Materials and methods

Creation of UAS-inducible SOD1 and SOD2 transgenes

Full-length SOD1 cDNA (RE52090) and SOD2 cDNA (GH02759) were obtained from the Drosophila Genome Resource Center. The sequences of PCR primers used for amplification and cloning are shown in Table S1. During PCR amplification of both SOD1 and SOD2, an EagI site was introduced near the 5′ end of the open reading frame (ORF), and an XbaI site was introduced near the 3′ end of the ORF to facilitate cloning into the pUASP-attB vector (Takeo et al. 2012). Additionally, a Cavener consensus sequence (CAAA) was introduced directly upstream of the ORF to promote ribosome binding and translation initiation (Cavener 1987). Clones were verified by sequencing and sent to Genetic Services, Inc. (Cambridge, MA) to generate transgenic flies with an insertion on the second chromosome at the attP40 landing site (Markstein et al. 2008). In addition, the pUASP-attB vector containing no insertion (p{UASP-EMPTY}) was also targeted to the attP40 site. A series of crosses were performed to generate stocks that contained an smc1 deletion on the third chromosome (smc1, denoted smc1Δ throughout the text) as well as one of the three p{UASP} insertions on the second chromosome. Please see Table S2 for the full genotype of these three p{UASP}; smc1Δ/TM3, Ser stocks: I-550, I-523, and I-522.

Age-dependent NDJ assays

All flies were reared on standard cornmeal molasses food and kept in a humidified incubator at 25 °C. Table S2 contains a list of fly stocks and genotypes used in this study. To generate the females tested in the age-dependent NDJ assay (see Fig. 1), y/BY; +; D/TM3, Sb (I-479) males were crossed to y w; +; mtrm P{matα-GAL4}/TM3, Sb (W-073) virgins, and y w/BY; +; mtrm P{matα-Gal4}/TM3, Sb male progeny were crossed to virgins containing a p{UASP-EMPTY}, p{UASP-SOD1}, or p{UASP-SOD2} insertion on the second chromosome and heterozygous for an smc1 deletion allele on the third chromosome (p{UASP}; smc1Δ/TM3 Ser, I-550, I-523, or I-522 respectively). Virgins corresponding to one of the genotypes shown in Fig. 1 (y w/y; +/p{UASP}; P{matα-Gal4}/smc1Δ) were collected over an 8–10-h period and kept in vials with yeast overnight. The next day, virgins were split into two groups, transferred to laying bottles and subjected to a four-day regimen to generate either “aged” or “non-aged” oocytes. A detailed description of this experimental regimen is described in Subramanian and Bickel (2008) and the general procedure is outlined in Fig. S1. Briefly, approximately 120 virgins and an equal number of X^Y, v f B (C-200) males were placed in a laying bottle to generate females with “non-aged” oocytes. To generate “aged” oocytes, the same number of virgins was added to a laying bottle, but without males. Every 24 h, fresh glucose plates with yeast paste were supplied and the plates that were removed were photographed to document egg laying, or lack thereof. At the end of 4 days, females from each treatment group were placed in vials with fresh X^Y, v f B males to assay for meiotic NDJ. A typical experiment yielded 10 vials for each treatment (aged and non-aged) with 10 virgins and 5 fresh males per vial. Parents were transferred to new vials every 24 h to generate “broods” of progeny. Three 24-h broods of progeny were scored for each NDJ test.
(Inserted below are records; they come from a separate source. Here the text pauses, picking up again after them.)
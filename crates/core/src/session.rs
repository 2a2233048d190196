use serde::{Deserialize, Serialize};

/// Authenticated admin session resolved from persisted client state.
#[derive(Debug, Clone, PartialEq, Eq, Serialize, Deserialize)]
pub struct Session {
    token: String,
    role: Option<String>,
}

impl Session {
    /// Creates a session from a bearer token and optional role.
    #[must_use]
    pub fn new(token: impl Into<String>, role: Option<String>) -> Self {
        Self {
            token: token.into(),
            role,
        }
    }

    /// Returns the bearer token sent to the remote API.
    #[must_use]
    pub fn token(&self) -> &str {
        self.token.as_str()
    }

    /// Returns the role recorded at login, if any.
    #[must_use]
    pub fn role(&self) -> Option<&str> {
        self.role.as_deref()
    }

    /// Returns whether the session carries a usable token.
    #[must_use]
    pub fn is_authenticated(&self) -> bool {
        !self.token.trim().is_empty()
    }
}
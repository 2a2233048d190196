//! Shared primitives for all Rust crates in Curator.

#![forbid(unsafe_code)]

/// Session primitives shared across controllers.
pub mod session;

use thiserror::Error;

pub use session::Session;

/// Result type used across Curator crates.
pub type AppResult<T> = Result<T, AppError>;

/// Message shown when an error carries no text of its own.
pub const GENERIC_FAILURE_MESSAGE: &str = "request failed";

/// Common application error categories.
#[derive(Debug, Clone, PartialEq, Eq, Error)]
pub enum AppError {
    /// Invalid input or violated invariant.
    #[error("validation error: {0}")]
    Validation(String),

    /// Requested resource does not exist.
    #[error("not found: {0}")]
    NotFound(String),

    /// Write operation conflicts with existing state.
    #[error("conflict: {0}")]
    Conflict(String),

    /// User is not authenticated or the session expired.
    #[error("unauthorized: {0}")]
    Unauthorized(String),

    /// User is authenticated but blocked by authorization policy.
    #[error("forbidden: {0}")]
    Forbidden(String),

    /// Remote API could not be reached.
    #[error("unavailable: {0}")]
    Unavailable(String),

    /// Internal unexpected error.
    #[error("internal error: {0}")]
    Internal(String),
}

impl AppError {
    /// Returns the human-readable message without the category prefix.
    ///
    /// Remote API messages are carried verbatim, so this is the text surfaced
    /// in notifications.
    #[must_use]
    pub fn message(&self) -> &str {
        let message = match self {
            Self::Validation(message)
            | Self::NotFound(message)
            | Self::Conflict(message)
            | Self::Unauthorized(message)
            | Self::Forbidden(message)
            | Self::Unavailable(message)
            | Self::Internal(message) => message.as_str(),
        };

        if message.trim().is_empty() {
            GENERIC_FAILURE_MESSAGE
        } else {
            message
        }
    }
}
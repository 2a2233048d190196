use async_trait::async_trait;
use curator_core::AppResult;
use curator_domain::{ListQuery, ListResult, Payload, RecordId, ResourceRecord};
use serde_json::Value;

/// One page as reported by a list endpoint.
///
/// Fields the server omits fall back to the request values.
#[derive(Debug, Clone, PartialEq)]
pub struct ListPage<R> {
    /// Records on the page.
    pub items: Vec<R>,
    /// Page the server actually served.
    pub page: Option<u32>,
    /// Page size the server actually applied.
    pub page_size: Option<u32>,
    /// Total matching rows.
    pub total: Option<u64>,
    /// Page count reported by the server.
    pub total_pages: Option<u32>,
}

impl<R> ListPage<R> {
    /// Creates a complete page report.
    #[must_use]
    pub fn new(items: Vec<R>, page: u32, page_size: u32, total: u64) -> Self {
        Self {
            items,
            page: Some(page),
            page_size: Some(page_size),
            total: Some(total),
            total_pages: None,
        }
    }

    /// Reconciles the report against the request that produced it.
    ///
    /// Returns the page number the server reported together with the result
    /// to display; the result's page is clamped when the reported page lies
    /// beyond the last one.
    #[must_use]
    pub fn into_result(self, query: &ListQuery) -> (u32, ListResult<R>) {
        let page = self.page.unwrap_or(query.page()).max(1);
        let page_size = self.page_size.unwrap_or(query.page_size()).max(1);
        let item_count = u64::try_from(self.items.len()).unwrap_or(u64::MAX);
        let total = self.total.unwrap_or_else(|| match self.total_pages {
            Some(total_pages) => u64::from(total_pages) * u64::from(page_size),
            None => u64::from(page - 1) * u64::from(page_size) + item_count,
        });

        (
            page,
            ListResult::from_server_page(self.items, page, page_size, total),
        )
    }
}

/// Acknowledgement returned by mutation endpoints.
#[derive(Debug, Clone, Default, PartialEq)]
pub struct MutationReceipt {
    /// Server message, shown verbatim when present.
    pub message: Option<String>,
    /// Remaining response fields.
    pub body: Value,
}

/// Port over the remote REST endpoints of one resource.
#[async_trait]
pub trait ResourceApi<R>: Send + Sync
where
    R: ResourceRecord,
{
    /// Lists one page of records.
    async fn list(&self, token: &str, query: &ListQuery) -> AppResult<ListPage<R>>;

    /// Creates a record.
    async fn create(
        &self,
        token: &str,
        scope: Option<&str>,
        payload: Payload,
    ) -> AppResult<MutationReceipt>;

    /// Replaces the editable fields of a record.
    async fn update(
        &self,
        token: &str,
        scope: Option<&str>,
        record_id: &RecordId,
        payload: Payload,
    ) -> AppResult<MutationReceipt>;

    /// Deletes a record.
    async fn delete(
        &self,
        token: &str,
        scope: Option<&str>,
        record_id: &RecordId,
    ) -> AppResult<MutationReceipt>;
}
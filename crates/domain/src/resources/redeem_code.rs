use curator_core::{AppError, AppResult};
use serde::{Deserialize, Serialize};
use serde_json::Value;

use crate::{
    MutationDraft, Payload, RecordId, ResourceBinding, ResourceRecord, local_input_to_rfc3339,
    normalize_code, number_value, require_one_of, rfc3339_to_local_input,
};

/// Status codes accepted by the redeem code endpoints.
pub const REDEEM_CODE_STATUSES: [&str; 3] = ["ACTIVE", "DISABLED", "EXPIRED"];

/// Redeemable code granting wallet currency.
#[derive(Debug, Clone, PartialEq, Serialize, Deserialize)]
pub struct RedeemCode {
    /// Server identifier.
    pub id: RecordId,
    /// Code typed by users.
    pub code: String,
    /// Currency credited per redemption.
    pub reward_amount: f64,
    /// Redemption cap; unlimited when absent.
    #[serde(default)]
    pub max_uses: Option<i64>,
    /// Redemptions so far.
    #[serde(default)]
    pub used_count: i64,
    /// Expiry timestamp in RFC 3339.
    #[serde(default)]
    pub expires_at: Option<String>,
    /// Lifecycle status code.
    pub status: String,
}

impl ResourceRecord for RedeemCode {
    fn record_id(&self) -> &RecordId {
        &self.id
    }
}

/// Binding for `/admin/redeem-codes`.
#[derive(Debug, Clone, Copy, Default)]
pub struct RedeemCodeBinding;

impl ResourceBinding for RedeemCodeBinding {
    type Record = RedeemCode;

    const NAME: &'static str = "redeem code";

    fn collection_segments(_scope: Option<&str>) -> AppResult<Vec<String>> {
        Ok(vec!["admin".to_owned(), "redeem-codes".to_owned()])
    }

    fn columns() -> &'static [&'static str] {
        &["id", "code", "reward_amount", "used_count", "max_uses", "status"]
    }

    fn draft_from_record(record: &RedeemCode) -> MutationDraft {
        MutationDraft::for_edit(record.id.clone())
            .with_text("code", record.code.as_str())
            .with_text("reward_amount", record.reward_amount.to_string())
            .with_text(
                "max_uses",
                record.max_uses.map(|uses| uses.to_string()).unwrap_or_default(),
            )
            .with_text(
                "expires_at",
                record
                    .expires_at
                    .as_deref()
                    .map(rfc3339_to_local_input)
                    .unwrap_or_default(),
            )
            .with_text("status", record.status.as_str())
    }

    fn validate(draft: &MutationDraft) -> AppResult<()> {
        let code = normalize_code(draft.required_text("code")?.as_str());
        if !code
            .chars()
            .all(|character| character.is_ascii_alphanumeric() || matches!(character, '-' | '_'))
        {
            return Err(AppError::Validation(
                "code may only contain letters, digits, '-' and '_'".to_owned(),
            ));
        }
        if draft.required_number("reward_amount")? <= 0.0 {
            return Err(AppError::Validation(
                "reward_amount must be greater than zero".to_owned(),
            ));
        }
        if let Some(max_uses) = draft.optional_integer("max_uses")?
            && max_uses < 1
        {
            return Err(AppError::Validation(
                "max_uses must be at least 1".to_owned(),
            ));
        }
        local_input_to_rfc3339("expires_at", draft.text("expires_at"))?;
        status_code(draft).map(|_| ())
    }

    fn normalize(draft: &MutationDraft) -> AppResult<Payload> {
        let mut payload = Payload::new();
        payload.insert(
            "code".to_owned(),
            Value::from(normalize_code(draft.required_text("code")?.as_str())),
        );
        payload.insert(
            "reward_amount".to_owned(),
            number_value("reward_amount", draft.required_number("reward_amount")?)?,
        );
        if let Some(max_uses) = draft.optional_integer("max_uses")? {
            payload.insert("max_uses".to_owned(), Value::from(max_uses));
        }
        if let Some(expires_at) = local_input_to_rfc3339("expires_at", draft.text("expires_at"))? {
            payload.insert("expires_at".to_owned(), Value::from(expires_at));
        }
        payload.insert("status".to_owned(), Value::from(status_code(draft)?));
        Ok(payload)
    }
}

fn status_code(draft: &MutationDraft) -> AppResult<String> {
    let status = draft
        .optional_text("status")
        .map(|value| normalize_code(value.as_str()))
        .unwrap_or_else(|| REDEEM_CODE_STATUSES[0].to_owned());
    require_one_of("status", status.as_str(), &REDEEM_CODE_STATUSES)?;
    Ok(status)
}
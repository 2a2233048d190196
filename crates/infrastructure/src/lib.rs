//! Infrastructure adapters for application ports.

#![forbid(unsafe_code)]

mod file_session_storage;
mod http_resource_api;
mod in_memory_resource_api;
mod tracing_notifier;

pub use file_session_storage::FileSessionStorage;
pub use http_resource_api::HttpResourceApi;
pub use in_memory_resource_api::InMemoryResourceApi;
pub use tracing_notifier::TracingNotifier;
For each brood, vials were scored and tabulated individually. In addition, aged and non-aged treatments were performed twice for each genotype, and these are included as a block effect in the statistical analysis.

Fig. 1

Genotypes used in the age-dependent NDJ assays. Note that for all three genotypes, the indicated p{UASP} insertion resides at the attP40 landing site on the second chromosome. Flies should differ only in the level of SOD1 or SOD2 expressed in their germlines. Flies are heterozygous for the smc1 deletion allele (smc1Δ) as well as a mutant allele of the matrimony (mtrm) gene. The expression of the matα-Gal4 driver begins in region 3 of the germarium, after cohesion has been established, and continues throughout meiotic prophase (Weng et al. 2014)

The X^Y, v f B males used in the NDJ test allow us to recover progeny that arise from normal female gametes (X) as well as those that arise from gametes containing two X chromosomes (diplo-X), or no X chromosomes (nullo-X). In addition, we can differentiate these classes of progeny based on their sex and eye phenotype (Bar+ or Bar-). Because all normal progeny can be recovered but only half of the exceptional progeny are viable, %NDJ is calculated using the following formula: [(2 × (Diplos + Nullos))/(n + Diplos + Nullos)] × 100 where n is the number of total progeny scored.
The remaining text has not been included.